Taiwan was Brooke Henderson’s favourite destination on the LPGA Tour this year. Playing in the Olympics, winning US$1.7 million in prize money and capturing her first major were pretty cool, too.
The 19-year-old from Smiths Falls, Ont., packed more into one season than some golfers experience over an entire career.
Back home this month for a well-deserved holiday break, Henderson told The Canadian Press she feels more mature as she reaches the end of her remarkable year.
“This year gave me a lot of experiences that added a lot of value to who am I am as a person, and what I am on the LPGA Tour,” she said in a recent interview. “I’m happy to come home, and I remember where it all began with my family and friends. But at the end of the day I’m just building a better me.”
Henderson was the LPGA’s Ironwoman in 2016, playing a tour-high 31 events, peaking at No. 2 on the world rankings before finishing eighth. Add to that the Rio Olympics and sponsor commitments and the young Canadian didn’t have much time for herself on her first full season on the women’s pro circuit.
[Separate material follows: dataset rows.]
//! Page Data Structures
//!
//! This module defines the `Page` row model and the field sets accepted by
//! the create/update operations.
//!
//! # Architecture
//!
//! - **Flat storage**: every page is one row in the `pages` table with a
//!   `parent_id` pointer; the hierarchy is reconstructed on demand
//! - **Materialized path**: `uri` caches the slash-joined slug chain from a
//!   root ancestor down to the page; it is derived, never hand-edited
//! - **Opaque payload**: presentation and SEO fields are carried through
//!   create/update untouched by the tree logic

use chrono::{DateTime, Utc};
use serde::{Deserialize, Serialize};
use std::fmt;
use std::str::FromStr;

/// Reserved `parent_id` value meaning "no parent; this is a top-level page".
pub const ROOT_PARENT: i64 = 0;

/// Publication status of a page.
#[derive(Debug, Clone, Copy, PartialEq, Eq, Default, Serialize, Deserialize)]
#[serde(rename_all = "lowercase")]
pub enum PageStatus {
    #[default]
    Draft,
    Live,
}

impl PageStatus {
    /// Database text representation of the status.
    pub fn as_str(&self) -> &'static str {
        match self {
            PageStatus::Draft => "draft",
            PageStatus::Live => "live",
        }
    }
}

impl fmt::Display for PageStatus {
    fn fmt(&self, f: &mut fmt::Formatter<'_>) -> fmt::Result {
        f.write_str(self.as_str())
    }
}

impl FromStr for PageStatus {
    type Err = String;

    fn from_str(s: &str) -> Result<Self, Self::Err> {
        match s {
            "draft" => Ok(PageStatus::Draft),
            "live" => Ok(PageStatus::Live),
            other => Err(format!("unknown page status '{}'", other)),
        }
    }
}

/// A content page: one node of the site hierarchy.
///
/// # Fields
///
/// - `id`: store-assigned identifier (SQLite rowid); immutable
/// - `slug`: short identifier, unique among siblings by convention
/// - `uri`: materialized path (slash-joined ancestor slugs including the
///   page's own slug); `None` until the first rebuild after insertion
/// - `parent_id`: owning parent, or [`ROOT_PARENT`] for top-level pages
/// - `order`: sibling ordering key, meaningful only among rows sharing the
///   same `parent_id`
/// - `is_home`: at most one page in the whole table carries this flag
/// - `revision_id`: reference into the external versioned content store;
///   carried, never dereferenced here
///
/// The remaining fields (title, layout, css/js blobs, SEO metadata, feature
/// flags, timestamps) are payload the tree subsystem does not interpret.
#[derive(Debug, Clone, PartialEq, Serialize, Deserialize)]
#[serde(rename_all = "camelCase")]
pub struct Page {
    pub id: i64,
    pub slug: String,
    pub title: String,
    pub uri: Option<String>,
    pub parent_id: i64,
    pub layout_id: i64,
    pub css: Option<String>,
    pub js: Option<String>,
    pub meta_title: Option<String>,
    pub meta_keywords: Option<String>,
    pub meta_description: Option<String>,
    pub rss_enabled: bool,
    pub comments_enabled: bool,
    pub is_home: bool,
    pub status: PageStatus,
    pub restricted_to: Option<i64>,
    pub revision_id: i64,
    pub order: i64,
    pub created_on: DateTime<Utc>,
    pub updated_on: Option<DateTime<Utc>>,
}

/// Complete column set written by an insert or a full-row update.
///
/// `uri` is deliberately absent: it is derived and only ever written by the
/// path rebuild.
#[derive(Debug, Clone, PartialEq)]
pub struct PageFields {
    pub slug: String,
    pub title: String,
    pub parent_id: i64,
    pub layout_id: i64,
    pub css: Option<String>,
    pub js: Option<String>,
    pub meta_title: Option<String>,
    pub meta_keywords: Option<String>,
    pub meta_description: Option<String>,
    pub rss_enabled: bool,
    pub comments_enabled: bool,
    pub is_home: bool,
    pub status: PageStatus,
    pub restricted_to: Option<i64>,
    pub revision_id: i64,
    pub order: i64,
}

/// Input accepted by [`create`](crate::services::PageService::create).
///
/// `order` is optional; when absent the service defaults it to the creation
/// timestamp so new pages sort after their existing siblings.
///
/// # Examples
///
/// ```rust
/// use pagetree_core::models::NewPage;
///
/// let page = NewPage {
///     parent_id: 0,
///     is_home: true,
///     ..NewPage::new("home", "Home")
/// };
/// assert_eq!(page.slug, "home");
/// ```
#[derive(Debug, Clone, PartialEq)]
pub struct NewPage {
    pub slug: String,
    pub title: String,
    pub parent_id: i64,
    pub layout_id: i64,
    pub css: Option<String>,
    pub js: Option<String>,
    pub meta_title: Option<String>,
    pub meta_keywords: Option<String>,
    pub meta_description: Option<String>,
    pub rss_enabled: bool,
    pub comments_enabled: bool,
    pub is_home: bool,
    pub status: PageStatus,
    pub restricted_to: Option<i64>,
    pub revision_id: i64,
    pub order: Option<i64>,
}

impl NewPage {
    /// Create a root-level draft page with the given slug and title; all
    /// other fields take their defaults and can be overridden with struct
    /// update syntax.
    pub fn new(slug: impl Into<String>, title: impl Into<String>) -> Self {
        Self {
            slug: slug.into(),
            title: title.into(),
            parent_id: ROOT_PARENT,
            layout_id: 0,
            css: None,
            js: None,
            meta_title: None,
            meta_keywords: None,
            meta_description: None,
            rss_enabled: false,
            comments_enabled: false,
            is_home: false,
            status: PageStatus::Draft,
            restricted_to: None,
            revision_id: 0,
            order: None,
        }
    }

    /// Resolve the optional ordering key and produce the full written
    /// column set.
    pub fn into_fields(self, default_order: i64) -> PageFields {
        PageFields {
            slug: self.slug,
            title: self.title,
            parent_id: self.parent_id,
            layout_id: self.layout_id,
            css: self.css,
            js: self.js,
            meta_title: self.meta_title,
            meta_keywords: self.meta_keywords,
            meta_description: self.meta_description,
            rss_enabled: self.rss_enabled,
            comments_enabled: self.comments_enabled,
            is_home: self.is_home,
            status: self.status,
            restricted_to: self.restricted_to,
            revision_id: self.revision_id,
            order: self.order.unwrap_or(default_order),
        }
    }
}

/// Sparse update accepted by [`update`](crate::services::PageService::update).
///
/// Outer `None` means "keep the current value". For nullable columns the
/// payload is itself an `Option`, so `Some(None)` clears the column.
#[derive(Debug, Clone, Default)]
pub struct PageUpdate {
    pub slug: Option<String>,
    pub title: Option<String>,
    pub parent_id: Option<i64>,
    pub layout_id: Option<i64>,
    pub css: Option<Option<String>>,
    pub js: Option<Option<String>>,
    pub meta_title: Option<Option<String>>,
    pub meta_keywords: Option<Option<String>>,
    pub meta_description: Option<Option<String>>,
    pub rss_enabled: Option<bool>,
    pub comments_enabled: Option<bool>,
    pub is_home: Option<bool>,
    pub status: Option<PageStatus>,
    pub restricted_to: Option<Option<i64>>,
    pub revision_id: Option<i64>,
    pub order: Option<i64>,
}

impl PageUpdate {
    /// Merge this update over the current row, yielding the full column set
    /// to write back.
    pub fn apply(&self, current: &Page) -> PageFields {
        PageFields {
            slug: self.slug.clone().unwrap_or_else(|| current.slug.clone()),
            title: self.title.clone().unwrap_or_else(|| current.title.clone()),
            parent_id: self.parent_id.unwrap_or(current.parent_id),
            layout_id: self.layout_id.unwrap_or(current.layout_id),
            css: match &self.css {
                None => current.css.clone(),
                Some(new_css) => new_css.clone(),
            },
            js: match &self.js {
                None => current.js.clone(),
                Some(new_js) => new_js.clone(),
            },
            meta_title: match &self.meta_title {
                None => current.meta_title.clone(),
                Some(new_meta) => new_meta.clone(),
            },
            meta_keywords: match &self.meta_keywords {
                None => current.meta_keywords.clone(),
                Some(new_meta) => new_meta.clone(),
            },
            meta_description: match &self.meta_description {
                None => current.meta_description.clone(),
                Some(new_meta) => new_meta.clone(),
            },
            rss_enabled: self.rss_enabled.unwrap_or(current.rss_enabled),
            comments_enabled: self.comments_enabled.unwrap_or(current.comments_enabled),
            is_home: self.is_home.unwrap_or(current.is_home),
            status: self.status.unwrap_or(current.status),
            restricted_to: match &self.restricted_to {
                None => current.restricted_to,
                Some(new_restriction) => *new_restriction,
            },
            revision_id: self.revision_id.unwrap_or(current.revision_id),
            order: self.order.unwrap_or(current.order),
        }
    }
}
But she believes the gruelling schedule has prepared her for the future.
“Where the tournaments were, what the courses were like, what the fans were like, the atmosphere, the communities around the tournaments, and the travelling – like how to get from one city to another and if it was easy or not – were all really important things to learn,” she said. “Now that I’ve done it, I feel almost like a veteran, where next year is going to be a lot easier.”
Henderson won two titles in 2016, including the KPMG Women’s PGA Championship, her first career major. She added 15 top-10 finishes and was just two shots out of the bronze medal position at the Olympics.
While many marvel at the teen’s poise and maturity, Henderson’s inexperience did come to the forefront on occasion. In Rio, she left the golf course in tears after shooting 4-over on the final six holes of the third round, a collapse that included a four-putt on the 16th hole.
“Golf is a very tough game and like anything in life there is going to be disappointments where you wish you had played a little bit better or made smarter decisions, but that’s just where you have to learn from it and move in,” said Henderson. “When something really exciting happens – like having my major win or my other win this year – you really have to embrace them and celebrate because they’re hard to come by.”
Henderson will remain involved with Golf Canada’s program next year, although she said she would work with Canadian head coach Tristan Mullally a “little bit” as her father Dave is her “number one guy.”
“I definitely would like to get stronger and hit the ball a little further and work on my consistency overall,” she said of her off-season plans. “I think that’s the big one. And short game. That’s always been something I’ve worked on especially the last few years.”
She will also continue to have her older sister Brittany, a professional golfer in her own right, as her caddy.
“We really make a great team and we know each other really well, which helps us on and off the course,” she said. “There’s always little things that every caddy/player have to figure out, but for the most part I really feel we work great together. I’m really looking forward to next year and hopefully the years after that too.”
The LPGA Tour features two events in Canada in 2017 with the Manulife LPGA Classic in Cambridge, Ont., set for June 5-11 and the Canadian Pacific Women’s Open scheduled for Aug. 21-27 in Ottawa.
The CP Women’s Open is already circled on Henderson’s calendar as the Ottawa Hunt and Golf Club is playing host. The course gave Henderson an honorary membership this year.
“I’m already looking forward to that week of the season and hopefully I peak that week,” said Henderson. “Being a member of the Ottawa Hunt Club and having it so close to where I grew up, celebrating Canada’s 150th anniversary in the capital, it’s going to be really amazing.”
After getting so close to the top in her first full LPGA season, Henderson admitted she’s more motivated than ever to get to No. 1.
“I know there’s a lot of hard work ahead of me,” she said. “I’ll set smaller goals on my way to that, but I think that’s ultimately the end goal for any person playing on the LPGA Tour.”